(About this exercise): Wherever a line in the material contains the word "const", copy that line.

§ §

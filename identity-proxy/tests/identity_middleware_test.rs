//! Identity substitution on proxied requests.

mod common;

use axum::{
    body::Body,
    http::{header, Request, StatusCode},
};
use common::{basic, body_json, TestApp, ASSERTION_HEADER};
use wiremock::{
    matchers::{header as header_is, method, path},
    Mock, MockServer, ResponseTemplate,
};

async fn upstream_ok() -> MockServer {
    let upstream = MockServer::start().await;
    Mock::given(method("GET"))
        .respond_with(ResponseTemplate::new(200).set_body_json(serde_json::json!({"ok": true})))
        .mount(&upstream)
        .await;
    upstream
}

#[tokio::test]
async fn test_basic_credentials_are_replaced_by_assertion() {
    // Arrange
    let upstream = upstream_ok().await;
    let app = TestApp::new(&upstream.uri());

    // Act
    let response = app
        .get_as("/api/galaxy/v3/collections/", "jdoe", "redhat")
        .await;

    // Assert
    assert_eq!(response.status(), StatusCode::OK);

    let received = upstream.received_requests().await.unwrap();
    assert_eq!(received.len(), 1);
    let forwarded = &received[0];
    assert!(forwarded.headers.get("authorization").is_none());

    let token = forwarded.headers[ASSERTION_HEADER].to_str().unwrap();
    let claims = app.decode_assertion(token).claims;
    assert_eq!(claims.sub, "bc243368-a9d4-4f8f-9ffe-5d2d921fce96");
    assert_eq!(claims.user_data.username, "jdoe");
    assert!(claims.global_roles.is_empty());

    let org_names: Vec<_> = claims
        .objects
        .organization
        .iter()
        .map(|o| o.name.as_str())
        .collect();
    for name in ["Default", "Organization 1", "Organization 2", "system:partner-engineers"] {
        assert!(org_names.contains(&name), "missing {}", name);
    }
    assert_eq!(claims.objects.team.len(), 1);
    assert_eq!(claims.objects.team[0].name, "peteam");
    let team_org = claims.objects.team[0].org;
    assert_eq!(
        claims.objects.organization[team_org].name,
        "system:partner-engineers"
    );
    assert_eq!(claims.object_roles["Team Member"].objects, vec![0]);
}

#[tokio::test]
async fn test_system_auditor_gets_platform_auditor() {
    let upstream = upstream_ok().await;
    let app = TestApp::new(&upstream.uri());

    let response = app.get_as("/api/galaxy/v3/", "admin", "admin").await;
    assert_eq!(response.status(), StatusCode::OK);

    let received = upstream.received_requests().await.unwrap();
    let token = received[0].headers[ASSERTION_HEADER].to_str().unwrap();
    let claims = app.decode_assertion(token).claims;
    assert_eq!(claims.global_roles, vec!["Platform Auditor".to_string()]);
}

#[tokio::test]
async fn test_wrong_password_is_rejected() {
    let upstream = upstream_ok().await;
    let app = TestApp::new(&upstream.uri());

    let response = app.get_as("/api/galaxy/v3/", "jdoe", "wrong").await;

    assert_eq!(response.status(), StatusCode::UNAUTHORIZED);
    assert!(upstream.received_requests().await.unwrap().is_empty());
}

#[tokio::test]
async fn test_unknown_user_is_rejected() {
    let upstream = upstream_ok().await;
    let app = TestApp::new(&upstream.uri());

    let response = app.get_as("/api/galaxy/v3/", "nobody", "redhat").await;

    assert_eq!(response.status(), StatusCode::UNAUTHORIZED);
}

#[tokio::test]
async fn test_lowercase_basic_scheme_is_accepted() {
    let upstream = upstream_ok().await;
    let app = TestApp::new(&upstream.uri());
    let credentials = basic("jdoe", "redhat").replacen("Basic", "basic", 1);

    let response = app
        .send(
            Request::get("/api/galaxy/v3/")
                .header(header::AUTHORIZATION, credentials)
                .body(Body::empty())
                .unwrap(),
        )
        .await;

    assert_eq!(response.status(), StatusCode::OK);
    let received = upstream.received_requests().await.unwrap();
    let token = received[0].headers[ASSERTION_HEADER].to_str().unwrap();
    assert_eq!(app.decode_assertion(token).claims.user_data.username, "jdoe");
}

#[tokio::test]
async fn test_malformed_basic_header_is_rejected() {
    let upstream = upstream_ok().await;
    let app = TestApp::new(&upstream.uri());

    let response = app
        .send(
            Request::get("/api/galaxy/v3/")
                .header(header::AUTHORIZATION, "Basic !!!not-base64")
                .body(Body::empty())
                .unwrap(),
        )
        .await;

    assert_eq!(response.status(), StatusCode::UNAUTHORIZED);
    assert!(upstream.received_requests().await.unwrap().is_empty());
}

#[tokio::test]
async fn test_anonymous_request_forwarded_unchanged() {
    let upstream = upstream_ok().await;
    let app = TestApp::new(&upstream.uri());

    let response = app.get("/api/galaxy/v3/").await;

    assert_eq!(response.status(), StatusCode::OK);
    let received = upstream.received_requests().await.unwrap();
    assert!(received[0].headers.get(ASSERTION_HEADER).is_none());
}

#[tokio::test]
async fn test_bearer_token_forwarded_without_assertion() {
    let upstream = upstream_ok().await;
    let app = TestApp::new(&upstream.uri());

    let response = app
        .send(
            Request::get("/api/galaxy/v3/")
                .header(header::AUTHORIZATION, "Bearer abc123")
                .body(Body::empty())
                .unwrap(),
        )
        .await;

    assert_eq!(response.status(), StatusCode::OK);
    let received = upstream.received_requests().await.unwrap();
    assert_eq!(received[0].headers["authorization"], "Bearer abc123");
    assert!(received[0].headers.get(ASSERTION_HEADER).is_none());
}

#[tokio::test]
async fn test_passthrough_prefix_keeps_credentials() {
    // Arrange
    let upstream = MockServer::start().await;
    Mock::given(method("GET"))
        .and(path("/v2/"))
        .and(header_is("authorization", basic("jdoe", "wrong").as_str()))
        .respond_with(ResponseTemplate::new(200))
        .expect(1)
        .mount(&upstream)
        .await;
    let app = TestApp::new(&upstream.uri());

    // Act: even bad credentials pass straight through.
    let response = app.get_as("/v2/", "jdoe", "wrong").await;

    // Assert
    assert_eq!(response.status(), StatusCode::OK);
    let received = upstream.received_requests().await.unwrap();
    assert!(received[0].headers.get(ASSERTION_HEADER).is_none());
}

#[tokio::test]
async fn test_unknown_csrftoken_is_forbidden() {
    let upstream = upstream_ok().await;
    let app = TestApp::new(&upstream.uri());

    let response = app
        .send(
            Request::get("/api/galaxy/v3/")
                .header(header::COOKIE, "csrftoken=forged")
                .body(Body::empty())
                .unwrap(),
        )
        .await;

    assert_eq!(response.status(), StatusCode::FORBIDDEN);
    let body = body_json(response).await;
    assert_eq!(body["error"], "invalid csrftoken");
    assert!(upstream.received_requests().await.unwrap().is_empty());
}

#[tokio::test]
async fn test_upstream_issued_csrftoken_is_forwarded() {
    // Arrange
    let upstream = MockServer::start().await;
    Mock::given(method("GET"))
        .and(path("/api/galaxy/ui/v1/me/"))
        .respond_with(
            ResponseTemplate::new(200).insert_header("set-cookie", "csrftoken=up-123; Path=/"),
        )
        .mount(&upstream)
        .await;
    Mock::given(method("POST"))
        .and(path("/api/galaxy/v3/collections/"))
        .respond_with(ResponseTemplate::new(201))
        .mount(&upstream)
        .await;
    let app = TestApp::new(&upstream.uri());

    // Act
    let first = app.get("/api/galaxy/ui/v1/me/").await;
    assert_eq!(first.status(), StatusCode::OK);

    let second = app
        .send(
            Request::post("/api/galaxy/v3/collections/")
                .header(header::COOKIE, "csrftoken=up-123")
                .body(Body::empty())
                .unwrap(),
        )
        .await;

    // Assert
    assert_eq!(second.status(), StatusCode::CREATED);
}
use axum::{
    middleware::{from_fn, from_fn_with_state},
    routing::{get, post},
    Router,
};
use service_core::middleware::{metrics::metrics_middleware, tracing::request_id_middleware};
use service_core::observability::extract_request_id;
use tower_http::trace::TraceLayer;

use crate::handlers::{app, auth, organizations, proxy, roles, teams, users, well_known};
use crate::middleware::identity_middleware;
use crate::AppState;

pub const GATEWAY_PREFIX: &str = "/api/gateway/v1";

fn gateway_routes() -> Router<AppState> {
    Router::new()
        .route("/jwt_key/", get(well_known::jwt_key))
        .route("/login/", get(auth::login_form).post(auth::login))
        .route("/logout/", get(auth::logout).post(auth::logout))
        .route("/me/", get(auth::me))
        .route("/users/", get(users::list_users).post(users::create_user))
        .route(
            "/users/:id/",
            get(users::get_user)
                .patch(users::update_user)
                .put(users::update_user)
                .delete(users::delete_user),
        )
        .route(
            "/organizations/",
            get(organizations::list_organizations).post(organizations::create_organization),
        )
        .route(
            "/organizations/:id/",
            get(organizations::get_organization).delete(organizations::delete_organization),
        )
        .route("/teams/", get(teams::list_teams).post(teams::create_team))
        .route(
            "/teams/:id/",
            get(teams::get_team).delete(teams::delete_team),
        )
        .route("/teams/:id/users/associate/", post(teams::associate_users))
        .route("/role_definitions/", get(roles::list_role_definitions))
        .route(
            "/role_user_assignments/",
            get(roles::list_user_assignments).post(roles::create_user_assignment),
        )
        .route(
            "/role_user_assignments/:id/",
            axum::routing::delete(roles::delete_user_assignment),
        )
        .route(
            "/role_team_assignments/",
            get(roles::list_team_assignments).post(roles::create_team_assignment),
        )
        .route(
            "/role_team_assignments/:id/",
            axum::routing::delete(roles::delete_team_assignment),
        )
}

/// Local gateway endpoints plus a fallback that substitutes identity and
/// forwards everything else upstream.
pub fn build_router(state: AppState) -> Router {
    let proxied = Router::new()
        .fallback(proxy::forward)
        .layer(from_fn_with_state(state.clone(), identity_middleware))
        .with_state(state.clone());

    Router::new()
        .route("/health", get(app::health_check))
        .route("/metrics", get(app::metrics))
        .nest(GATEWAY_PREFIX, gateway_routes())
        .fallback_service(proxied)
        .with_state(state)
        .layer(from_fn(metrics_middleware))
        .layer(TraceLayer::new_for_http().make_span_with(
            |request: &axum::http::Request<_>| {
                let request_id =
                    extract_request_id(request.headers()).unwrap_or_else(|| "-".to_string());

                tracing::info_span!(
                    "http_request",
                    request_id = %request_id,
                    method = %request.method(),
                    uri = %request.uri(),
                    version = ?request.version(),
                )
            },
        ))
        .layer(from_fn(request_id_middleware))
}
//! User model - simulated platform accounts.

use serde::{Deserialize, Serialize};
use validator::Validate;

use super::SummaryFields;

pub const USER_RESOURCE_TYPE: &str = "shared.user";

/// User entity.
///
/// `sub` is the external subject identifier; it is assigned once at creation
/// and never changes.
#[derive(Debug, Clone, PartialEq)]
pub struct User {
    pub id: i64,
    pub username: String,
    pub password: String,
    pub first_name: String,
    pub last_name: String,
    pub email: String,
    pub is_superuser: bool,
    pub sub: String,
}

impl User {
    /// Exact comparison; this proxy only simulates identities.
    pub fn password_matches(&self, candidate: &str) -> bool {
        self.password == candidate
    }

    pub fn to_response(&self) -> UserResponse {
        UserResponse::from(self)
    }
}

/// Request to create a user.
#[derive(Debug, Deserialize, Validate)]
pub struct CreateUserRequest {
    #[validate(length(min = 1, message = "username can not be blank."))]
    pub username: String,
    #[serde(default)]
    pub password: String,
    #[serde(default)]
    pub first_name: String,
    #[serde(default)]
    pub last_name: String,
    #[serde(default)]
    pub email: String,
    #[serde(default)]
    pub is_superuser: bool,
}

/// Allow-listed user patch. Absent fields are left alone.
#[derive(Debug, Default, Deserialize)]
pub struct UpdateUserRequest {
    pub username: Option<String>,
    pub password: Option<String>,
    pub first_name: Option<String>,
    pub last_name: Option<String>,
    pub email: Option<String>,
    pub is_superuser: Option<bool>,
}

impl UpdateUserRequest {
    /// Apply the patch field by field. An empty username is ignored.
    pub fn apply(self, user: &mut User) {
        if let Some(username) = self.username.filter(|u| !u.is_empty()) {
            user.username = username;
        }
        if let Some(password) = self.password {
            user.password = password;
        }
        if let Some(first_name) = self.first_name {
            user.first_name = first_name;
        }
        if let Some(last_name) = self.last_name {
            user.last_name = last_name;
        }
        if let Some(email) = self.email {
            user.email = email;
        }
        if let Some(is_superuser) = self.is_superuser {
            user.is_superuser = is_superuser;
        }
    }
}

/// User as returned by the admin API. The password is never echoed.
#[derive(Debug, Clone, Serialize)]
pub struct UserResponse {
    pub id: i64,
    pub username: String,
    pub first_name: String,
    pub last_name: String,
    pub email: String,
    pub is_superuser: bool,
    pub summary_fields: SummaryFields,
}

impl From<&User> for UserResponse {
    fn from(user: &User) -> Self {
        Self {
            id: user.id,
            username: user.username.clone(),
            first_name: user.first_name.clone(),
            last_name: user.last_name.clone(),
            email: user.email.clone(),
            is_superuser: user.is_superuser,
            summary_fields: SummaryFields::new(&user.sub, USER_RESOURCE_TYPE),
        }
    }
}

§ §

(Task output):
pub const GATEWAY_PREFIX: &str = "/api/gateway/v1";
pub const USER_RESOURCE_TYPE: &str = "shared.user";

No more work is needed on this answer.